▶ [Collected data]
>>>
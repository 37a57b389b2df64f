//! Summon effect: brings a new stack onto the caster's side.
//!
//! Summon ignores where the caster aimed. The new unit appears on the first
//! free hex of the caster's deployment edge. Casting it again while the same
//! creature is already summoned reinforces that stack instead of adding a
//! second one.

use serde::{Deserialize, Serialize};
use serde_json::Value;

use crate::battle::{BattleCommand, BattleInfo, HealLevel, Unit};
use crate::core::{AimType, BattleRng, CreatureId, SpellLevel};
use crate::spells::{EffectTarget, Mechanics, Problem, Target};

use super::effect::{Applicability, Application, Effect, EffectCore, TargetTransform};
use super::registry::EffectType;

/// Configuration of a summon effect.
#[derive(Clone, Debug, PartialEq, Eq, Serialize, Deserialize)]
#[serde(rename_all = "camelCase", default)]
pub struct SummonConfig {
    /// Creature kind to summon.
    pub id: CreatureId,
    /// The summoned stack stays after the battle.
    pub permanent: bool,
    /// Only one kind of summoned creature per side.
    pub exclusive: bool,
}

impl Default for SummonConfig {
    fn default() -> Self {
        Self {
            id: CreatureId(0),
            permanent: false,
            exclusive: true,
        }
    }
}

#[derive(Clone, Debug)]
pub struct Summon {
    core: EffectCore,
    config: SummonConfig,
}

impl Summon {
    #[must_use]
    pub fn config(&self) -> &SummonConfig {
        &self.config
    }

    #[must_use]
    pub fn with_config(mut self, config: SummonConfig) -> Self {
        self.config = config;
        self
    }

    /// Living summoned units on the caster's side.
    fn summoned<'a>(&self, m: &'a dyn Mechanics) -> impl Iterator<Item = &'a Unit> + 'a {
        let side = m.caster_side();
        m.battle()
            .units()
            .filter(move |unit| unit.side == side && unit.summoned && unit.alive())
    }

    /// The existing stack a new cast would reinforce.
    fn reinforced<'a>(&self, m: &'a dyn Mechanics) -> Option<&'a Unit> {
        let creature = self.config.id;
        self.summoned(m).find(|unit| unit.creature == creature)
    }
}

impl EffectType for Summon {
    const TYPE_NAME: &'static str = "summon";

    fn with_level(level: SpellLevel) -> Self {
        Self {
            core: EffectCore::new(level),
            config: SummonConfig::default(),
        }
    }
}

impl TargetTransform for Summon {
    fn adjust_target_types(&self, types: &mut Vec<AimType>) {
        types.clear();
        types.push(AimType::NoTarget);
    }

    fn filter_target(&self, _m: &dyn Mechanics, _target: &EffectTarget) -> EffectTarget {
        EffectTarget::new()
    }

    fn transform_target(&self, _m: &dyn Mechanics, _aim_point: &Target, _spell_target: &Target) -> EffectTarget {
        EffectTarget::new()
    }
}

impl Applicability for Summon {
    fn applicable(&self, problem: &mut Problem, m: &dyn Mechanics) -> bool {
        let creature = self.config.id;

        if m.creature_health(creature).is_none() {
            problem.add(format!("Unknown creature {}", creature.0));
            return false;
        }

        if self.config.exclusive {
            if let Some(other) = self.summoned(m).find(|unit| unit.creature != creature) {
                problem.add(format!("Another creature ({}) is already summoned", other.creature.0));
                return false;
            }
        }

        if m.effect_value() <= 0 {
            problem.add("Spell is too weak to summon anything");
            return false;
        }

        if self.reinforced(m).is_none() && m.battle().free_hex(m.caster_side()).is_none() {
            problem.add("No room to summon");
            return false;
        }

        true
    }

    fn applicable_to(
        &self,
        problem: &mut Problem,
        m: &dyn Mechanics,
        _aim_point: &Target,
        _target: &EffectTarget,
    ) -> bool {
        self.applicable(problem, m)
    }
}

impl Application for Summon {
    fn commands(&self, _rng: &mut BattleRng, m: &dyn Mechanics, _target: &EffectTarget) -> Vec<BattleCommand> {
        let Some(health) = m.creature_health(self.config.id) else {
            return Vec::new();
        };
        let amount = m.effect_value();
        if amount <= 0 {
            return Vec::new();
        }

        if let Some(existing) = self.reinforced(m) {
            return vec![BattleCommand::Heal {
                unit: existing.id,
                amount: amount * i64::from(health),
                level: HealLevel::OverHeal,
            }];
        }

        let side = m.caster_side();
        let Some(position) = m.battle().free_hex(side) else {
            return Vec::new();
        };
        vec![BattleCommand::Summon {
            creature: self.config.id,
            side,
            amount: i32::try_from(amount).unwrap_or(i32::MAX),
            health,
            position,
            permanent: self.config.permanent,
        }]
    }
}

impl Effect for Summon {
    fn core(&self) -> &EffectCore {
        &self.core
    }

    fn core_mut(&mut self) -> &mut EffectCore {
        &mut self.core
    }

    fn type_name(&self) -> &'static str {
        Self::TYPE_NAME
    }

    fn load_effect(&mut self, config: &Value) -> Result<(), serde_json::Error> {
        self.config = SummonConfig::deserialize(config)?;
        Ok(())
    }

    fn save_effect(&self) -> Result<Value, serde_json::Error> {
        serde_json::to_value(&self.config)
    }
}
<<<
▶ [Problem to solve]
In the records above, locate each line with the word "already". Copy all such lines.

▶ [Reply]
//! creature is already summoned reinforces that stack instead of adding a
                problem.add(format!("Another creature ({}) is already summoned", other.creature.0));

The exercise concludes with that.